After years of relentless premium hikes and coverage headaches, multifamily owners and managers may finally have something to cheer for in 2026: nearly every major insurance broker and publication is now forecasting stable—or even falling—property insurance rates in the coming year.
Why the Outlook Is Improving
Industry leaders at the latest Insurance Leadership Forum noted that as 2025 comes to a close, the market has entered a “softening” phase for the first time in nearly a decade. Reinsurers have stabilized, new carriers have entered the space, and capital is flowing back into the property market — all of which are creating downward pressure on premiums.
According to Reinsurance News and Insurance Business America, improved catastrophe results in 2025 have led to stronger reinsurance capacity and more competitive pricing across the board. Insurers now have the confidence (and reserves) to write new business, especially in low-claim markets.
John Gilmore of Hamilton Zanze told NAAHQ, “After seven years of increasing premiums, the market finally shifted, resulting in a significant decrease in property insurance premiums in 2025. Unless there are substantial catastrophic events, I anticipate that premiums will continue to decrease.”
Similarly, The Annex Group expects 2026 to bring premium reductions between 10% and 30% for well-managed properties outside of severe weather zones. National and regional operators in the Sunbelt and Mountain West are already reporting stable renewals and early signs of double-digit savings for clean accounts.
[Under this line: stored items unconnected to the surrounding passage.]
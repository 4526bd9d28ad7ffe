//! Role-specific collection mapping.
//!
//! Buyers purchase plants and nursery workers purchase raw materials from
//! suppliers. Both run the same cart → order → confirm | cancel workflow;
//! a [`Pipeline`] names the collections and policies each one uses.

use std::str::FromStr;

use doc_store::DocumentKey;
use serde::{Deserialize, Serialize};

/// Collection holding plant growth records awaiting promotion to inventory.
pub const GROWTH_RECORDS: &str = "plant_growth";

/// Collection of actor profiles, read when an order is confirmed.
pub const USER_DATA: &str = "user_data";

/// How much stock a new cart line reserves.
#[derive(Debug, Clone, Copy, PartialEq, Eq)]
pub enum ReservationPolicy {
    /// Reserve a single unit.
    Unit,
    /// Reserve everything currently on hand.
    WholeStock,
}

/// The workflow an actor participates in.
#[derive(Debug, Clone, Copy, PartialEq, Eq, Hash, Serialize, Deserialize)]
#[serde(rename_all = "snake_case")]
pub enum Pipeline {
    /// Buyers purchasing plants from the nursery.
    Plant,
    /// Nursery workers purchasing materials from suppliers.
    Material,
}

impl Pipeline {
    /// Catalog collection whose stock is reserved at add-to-cart time.
    pub fn catalog(&self) -> &'static str {
        match self {
            Pipeline::Plant => "inventory",
            Pipeline::Material => "Material_for_sell",
        }
    }

    /// Cart line collection.
    pub fn cart(&self) -> &'static str {
        match self {
            Pipeline::Plant => "cart",
            Pipeline::Material => "nursery_cart",
        }
    }

    /// Collection of orders awaiting confirmation.
    pub fn pending_orders(&self) -> &'static str {
        match self {
            Pipeline::Plant => "ordered",
            Pipeline::Material => "nursery_orders",
        }
    }

    /// Collection of confirmed orders.
    pub fn confirmed_orders(&self) -> &'static str {
        match self {
            Pipeline::Plant => "confirmed",
            Pipeline::Material => "supplier_confirmed_orders",
        }
    }

    /// Collection of cancelled orders.
    pub fn cancelled_orders(&self) -> &'static str {
        match self {
            Pipeline::Plant => "cancelled_orders",
            Pipeline::Material => "nursery_cancelled_orders",
        }
    }

    /// Authoritative stock that checkout re-validates and decrements, when
    /// it differs from the catalog reserved at cart time.
    pub fn checkout_stock(&self) -> Option<&'static str> {
        match self {
            Pipeline::Plant => None,
            Pipeline::Material => Some("supplier_stock"),
        }
    }

    /// Amount of stock a new cart line reserves.
    pub fn reservation(&self) -> ReservationPolicy {
        match self {
            Pipeline::Plant => ReservationPolicy::Unit,
            Pipeline::Material => ReservationPolicy::WholeStock,
        }
    }

    /// Whether confirming an order guarantees a catalog entry for each product.
    pub fn placeholder_on_confirm(&self) -> bool {
        matches!(self, Pipeline::Plant)
    }

    /// Key of the global sales totals document.
    pub fn sales_summary(&self) -> DocumentKey {
        match self {
            Pipeline::Plant => DocumentKey::new("sales_summary", "statistics"),
            Pipeline::Material => DocumentKey::new("supplier_sales_summary", "statistics"),
        }
    }

    /// Collection of per-product sales aggregates.
    pub fn product_sales(&self) -> &'static str {
        match self {
            Pipeline::Plant => "product_sales",
            Pipeline::Material => "supplier_product_sales",
        }
    }

    /// Category assigned to catalog items that carry none.
    pub fn default_category(&self) -> &'static str {
        match self {
            Pipeline::Plant => "plant",
            Pipeline::Material => "material",
        }
    }

    /// Returns the pipeline name used in URLs.
    pub fn as_str(&self) -> &'static str {
        match self {
            Pipeline::Plant => "plants",
            Pipeline::Material => "materials",
        }
    }
}

impl std::fmt::Display for Pipeline {
    fn fmt(&self, f: &mut std::fmt::Formatter<'_>) -> std::fmt::Result {
        write!(f, "{}", self.as_str())
    }
}

impl FromStr for Pipeline {
    type Err = String;

    fn from_str(s: &str) -> Result<Self, Self::Err> {
        match s {
            "plant" | "plants" => Ok(Pipeline::Plant),
            "material" | "materials" => Ok(Pipeline::Material),
            other => Err(format!("unknown pipeline: {other}")),
        }
    }
}

#[cfg(test)]
mod tests {
    use super::*;

    #[test]
    fn plant_pipeline_collections() {
        let p = Pipeline::Plant;
        assert_eq!(p.catalog(), "inventory");
        assert_eq!(p.cart(), "cart");
        assert_eq!(p.pending_orders(), "ordered");
        assert_eq!(p.confirmed_orders(), "confirmed");
        assert_eq!(p.checkout_stock(), None);
        assert_eq!(p.reservation(), ReservationPolicy::Unit);
        assert_eq!(p.sales_summary().to_string(), "sales_summary/statistics");
    }

    #[test]
    fn material_pipeline_collections() {
        let p = Pipeline::Material;
        assert_eq!(p.catalog(), "Material_for_sell");
        assert_eq!(p.cart(), "nursery_cart");
        assert_eq!(p.pending_orders(), "nursery_orders");
        assert_eq!(p.confirmed_orders(), "supplier_confirmed_orders");
        assert_eq!(p.checkout_stock(), Some("supplier_stock"));
        assert_eq!(p.reservation(), ReservationPolicy::WholeStock);
        assert!(!p.placeholder_on_confirm());
    }

    #[test]
    fn parse_and_display() {
        assert_eq!("plants".parse::<Pipeline>().unwrap(), Pipeline::Plant);
        assert_eq!("material".parse::<Pipeline>().unwrap(), Pipeline::Material);
        assert!("seeds".parse::<Pipeline>().is_err());
        assert_eq!(Pipeline::Material.to_string(), "materials");
    }
}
Why Relief Won’t Be Universal
Despite the optimism, insurers remain cautious. Underwriting is still selective in CAT-prone regions — particularly where wind, hail, or wildfire losses remain high. Analysts note that while reinsurance costs have steadied, they have not dropped enough to erase years of inflation-driven rate increases.
Liability coverage remains another pressure point, especially for older properties or those located in high-crime ZIP codes. Umbrella and excess premiums are not expected to fall significantly, and properties with poor claims history may see only marginal improvements.
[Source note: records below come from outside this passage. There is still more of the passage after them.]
//! Application configuration loaded from environment variables.

use std::time::Duration;

use ledger::{LedgerConfig, RetryPolicy};

/// Output format of the log subscriber.
#[derive(Debug, Clone, Copy, PartialEq, Eq, Default)]
pub enum LogFormat {
    #[default]
    Text,
    Json,
}

/// Server configuration with sensible defaults.
///
/// Reads from environment variables:
/// - `HOST`: bind address (default: `"0.0.0.0"`)
/// - `PORT`: listen port (default: `3000`)
/// - `RUST_LOG`: tracing filter directive (default: `"info"`)
/// - `LOG_FORMAT`: `text` or `json` (default: `text`)
/// - `DATABASE_URL`: PostgreSQL connection string; unset means in-memory storage
/// - `LEDGER_MAX_ATTEMPTS`, `LEDGER_RETRY_BASE_MS`, `LEDGER_RETRY_MAX_MS`:
///   conflict retry policy (defaults: 5, 10, 200)
#[derive(Debug, Clone)]
pub struct Config {
    pub host: String,
    pub port: u16,
    pub log_level: String,
    pub log_format: LogFormat,
    pub database_url: Option<String>,
    pub retry: RetryPolicy,
}

impl Config {
    /// Loads configuration from environment variables, falling back to defaults.
    pub fn from_env() -> Self {
        Self::from_lookup(|key| std::env::var(key).ok())
    }

    /// Loads configuration from an arbitrary key lookup.
    ///
    /// Unparseable values fall back to their defaults.
    pub fn from_lookup(lookup: impl Fn(&str) -> Option<String>) -> Self {
        let defaults = Self::default();
        let parsed = |key: &str| lookup(key).and_then(|v| v.trim().parse::<u64>().ok());

        let retry = RetryPolicy {
            max_attempts: parsed("LEDGER_MAX_ATTEMPTS")
                .and_then(|n| u32::try_from(n).ok())
                .filter(|n| *n > 0)
                .unwrap_or(defaults.retry.max_attempts),
            base_delay: parsed("LEDGER_RETRY_BASE_MS")
                .map(Duration::from_millis)
                .unwrap_or(defaults.retry.base_delay),
            max_delay: parsed("LEDGER_RETRY_MAX_MS")
                .map(Duration::from_millis)
                .unwrap_or(defaults.retry.max_delay),
        };

        Self {
            host: lookup("HOST").unwrap_or(defaults.host),
            port: lookup("PORT")
                .and_then(|p| p.parse().ok())
                .unwrap_or(defaults.port),
            log_level: lookup("RUST_LOG").unwrap_or(defaults.log_level),
            log_format: match lookup("LOG_FORMAT").as_deref().map(str::trim) {
                Some(f) if f.eq_ignore_ascii_case("json") => LogFormat::Json,
                _ => LogFormat::Text,
            },
            database_url: lookup("DATABASE_URL").filter(|url| !url.trim().is_empty()),
            retry,
        }
    }

    /// Returns the `"host:port"` bind address string.
    pub fn addr(&self) -> String {
        format!("{}:{}", self.host, self.port)
    }

    /// Returns the ledger settings.
    pub fn ledger(&self) -> LedgerConfig {
        LedgerConfig::default().with_retry(self.retry)
    }
}

impl Default for Config {
    fn default() -> Self {
        Self {
            host: "0.0.0.0".to_string(),
            port: 3000,
            log_level: "info".to_string(),
            log_format: LogFormat::Text,
            database_url: None,
            retry: RetryPolicy::default(),
        }
    }
}

#[cfg(test)]
mod tests {
    use super::*;
    use std::collections::HashMap;

    fn from_pairs(pairs: &[(&str, &str)]) -> Config {
        let vars: HashMap<String, String> = pairs
            .iter()
            .map(|(k, v)| (k.to_string(), v.to_string()))
            .collect();
        Config::from_lookup(|key| vars.get(key).cloned())
    }

    #[test]
    fn test_default_values() {
        let config = Config::default();
        assert_eq!(config.host, "0.0.0.0");
        assert_eq!(config.port, 3000);
        assert_eq!(config.log_level, "info");
        assert_eq!(config.log_format, LogFormat::Text);
        assert!(config.database_url.is_none());
        assert_eq!(config.retry, RetryPolicy::default());
    }

    #[test]
    fn test_empty_environment_gives_defaults() {
        let config = from_pairs(&[]);
        assert_eq!(config.addr(), "0.0.0.0:3000");
        assert_eq!(config.retry.max_attempts, 5);
    }

    #[test]
    fn test_reads_every_variable() {
        let config = from_pairs(&[
            ("HOST", "127.0.0.1"),
            ("PORT", "8080"),
            ("RUST_LOG", "debug"),
            ("LOG_FORMAT", "JSON"),
            ("DATABASE_URL", "postgres://localhost/nursery"),
            ("LEDGER_MAX_ATTEMPTS", "9"),
            ("LEDGER_RETRY_BASE_MS", "2"),
            ("LEDGER_RETRY_MAX_MS", "40"),
        ]);

        assert_eq!(config.addr(), "127.0.0.1:8080");
        assert_eq!(config.log_level, "debug");
        assert_eq!(config.log_format, LogFormat::Json);
        assert_eq!(
            config.database_url.as_deref(),
            Some("postgres://localhost/nursery")
        );
        assert_eq!(config.ledger().retry.max_attempts, 9);
        assert_eq!(config.retry.base_delay, Duration::from_millis(2));
        assert_eq!(config.retry.max_delay, Duration::from_millis(40));
    }

    #[test]
    fn test_bad_values_fall_back() {
        let config = from_pairs(&[
            ("PORT", "eighty"),
            ("LEDGER_MAX_ATTEMPTS", "0"),
            ("DATABASE_URL", "  "),
        ]);
        assert_eq!(config.port, 3000);
        assert_eq!(config.retry.max_attempts, 5);
        assert!(config.database_url.is_none());
    }
}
Executives at the Insurance Leadership Forum warned that one major catastrophe in late 2025 or early 2026 could stall — or even reverse — the current softening trend.
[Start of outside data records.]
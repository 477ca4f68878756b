//! Source‑file import splicing.
//!
//! `import "path";` statements pull another file's declarations into the
//! current program. They must sit contiguously at the top of a file; each
//! imported file is read relative to its importer's directory, lexed and
//! parsed on the spot, recursively spliced the same way, and its statements
//! inserted *before* the importing file's own. Files are deduplicated by
//! canonical path, which also collapses import cycles into no‑ops. All
//! import statements are stripped before resolution and interpretation.
//!
//! Imported buffers are leaked (`Box::leak`) so their ASTs can be spliced
//! into — and outlive — the importing unit. Imports are a load‑time
//! construct; the handful of files a program pulls in live for the whole
//! session anyway.

use std::collections::HashSet;
use std::fs;
use std::path::{Path, PathBuf};

use log::{debug, info};

use crate::error::LoxError;
use crate::parser::{Parser, Stmt};
use crate::scanner::Scanner;
use crate::token::{Token, TokenType};

/// Splice every import reachable from `statements` (in place), then strip
/// the import statements themselves. `cwd` is the directory relative paths
/// resolve against; `first_id` seeds the [`crate::parser::ExprId`] range for
/// imported units. Returns the next free id on success, otherwise every
/// error found along the way.
pub fn resolve_imports<'a>(
    statements: &mut Vec<Stmt<'a>>,
    cwd: &Path,
    first_id: u32,
) -> Result<u32, Vec<LoxError>> {
    let mut splicer = Splicer {
        resolved: HashSet::new(),
        next_id: first_id,
        errors: Vec::new(),
    };

    let unit: Vec<Stmt<'a>> = statements.clone();
    splicer.splice_level(statements, &unit, cwd);

    statements.retain(|stmt| !matches!(stmt, Stmt::Import(_)));

    if splicer.errors.is_empty() {
        Ok(splicer.next_id)
    } else {
        Err(splicer.errors)
    }
}

struct Splicer {
    /// Canonical paths already spliced; re‑imports are no‑ops.
    resolved: HashSet<PathBuf>,
    next_id: u32,
    errors: Vec<LoxError>,
}

impl Splicer {
    /// Handle the import prefix of one parsed unit, inserting everything it
    /// pulls in at the *front* of `dest`.
    fn splice_level<'a>(&mut self, dest: &mut Vec<Stmt<'a>>, unit: &[Stmt<'a>], cwd: &Path) {
        let leading: usize = unit
            .iter()
            .take_while(|stmt| matches!(stmt, Stmt::Import(_)))
            .count();

        // an import below any other statement is malformed
        if let Some(stray) = unit[leading..]
            .iter()
            .find_map(|stmt| match stmt {
                Stmt::Import(filename) => Some(*filename),
                _ => None,
            })
        {
            self.errors.push(LoxError::parse(
                stray,
                "Import must occur at the top of the file",
            ));
            return;
        }

        // reversed so the first import's statements end up first in dest
        for stmt in unit[..leading].iter().rev() {
            if let Stmt::Import(filename) = stmt {
                self.splice_one(dest, filename, cwd);
            }
        }
    }

    fn splice_one<'a>(&mut self, dest: &mut Vec<Stmt<'a>>, filename: &Token<'_>, cwd: &Path) {
        let TokenType::STRING(ref name) = filename.token_type else {
            self.errors
                .push(LoxError::parse(filename, "Import must be followed by a string"));
            return;
        };

        let path: PathBuf = cwd.join(name);

        let canonical: PathBuf = match fs::canonicalize(&path) {
            Ok(p) => p,
            Err(_) => {
                self.errors.push(LoxError::parse(
                    filename,
                    format!("Unable to import '{}'", name),
                ));
                return;
            }
        };

        if !self.resolved.insert(canonical.clone()) {
            debug!("Skipping already-imported {:?}", canonical);
            return; // already spliced (or currently being spliced: cycle)
        }

        info!("Importing {:?}", canonical);

        let buf: Vec<u8> = match fs::read(&canonical) {
            Ok(b) => b,
            Err(_) => {
                self.errors.push(LoxError::parse(
                    filename,
                    format!("Unable to import '{}'", name),
                ));
                return;
            }
        };

        let src: &'static [u8] = Box::leak(buf.into_boxed_slice());

        let mut tokens: Vec<Token<'static>> = Vec::new();
        let mut had_lex_error = false;

        for item in Scanner::new(src) {
            match item {
                Ok(token) => tokens.push(token),
                Err(e) => {
                    self.errors.push(e);
                    had_lex_error = true;
                }
            }
        }

        if had_lex_error {
            return;
        }

        let tokens: &'static [Token<'static>] = Vec::leak(tokens);

        let mut parser = Parser::with_first_id(tokens, self.next_id);

        // leaked buffers make the imported AST 'static, which coerces into
        // the importing unit's lifetime
        let imported: Vec<Stmt<'a>> = match parser.parse() {
            Ok(stmts) => stmts,
            Err(errors) => {
                self.errors.extend(errors);
                return;
            }
        };

        self.next_id = parser.next_free_id();

        // the imported unit lands in front of everything spliced so far;
        // its own imports then land in front of it
        dest.splice(0..0, imported.iter().cloned());

        let parent: &Path = canonical.parent().unwrap_or(cwd);
        self.splice_level(dest, &imported, parent);
    }
}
Tips for Multifamily Owners and Investors
To take advantage of this shifting market, owners should act early and strategically:
✅ Document all mitigation efforts and building upgrades. Insurers are rewarding strong risk management and clean claims history.
✅ Start renewals early. Quoting before the next CAT event can lock in better pricing and prevent reactive premium spikes.
✅ Bundle properties under master schedules. More units under one policy can lower per-door rates and strengthen coverage options.
✅ Avoid or divest from high-risk properties. Locations with high crime or weather scores remain the hardest to insure.
✅ Work with experienced brokers. Access to both admitted and E&S carriers will be critical for securing competitive options.
The Bottom Line
2026 is shaping up to be the most owner-friendly year for multifamily insurance since 2017. Flat or declining premiums are likely for well-managed properties, particularly outside of coastal and CAT-prone regions.
However, volatility still looms. Underwriting discipline will remain high, and any major catastrophe could slow the recovery. The best outcomes will go to owners who renew early, maintain clean loss runs, and partner with brokers who understand carrier appetite and market timing.
After years of turbulence, stability may finally be on the horizon, and for multifamily investors, that’s welcome news.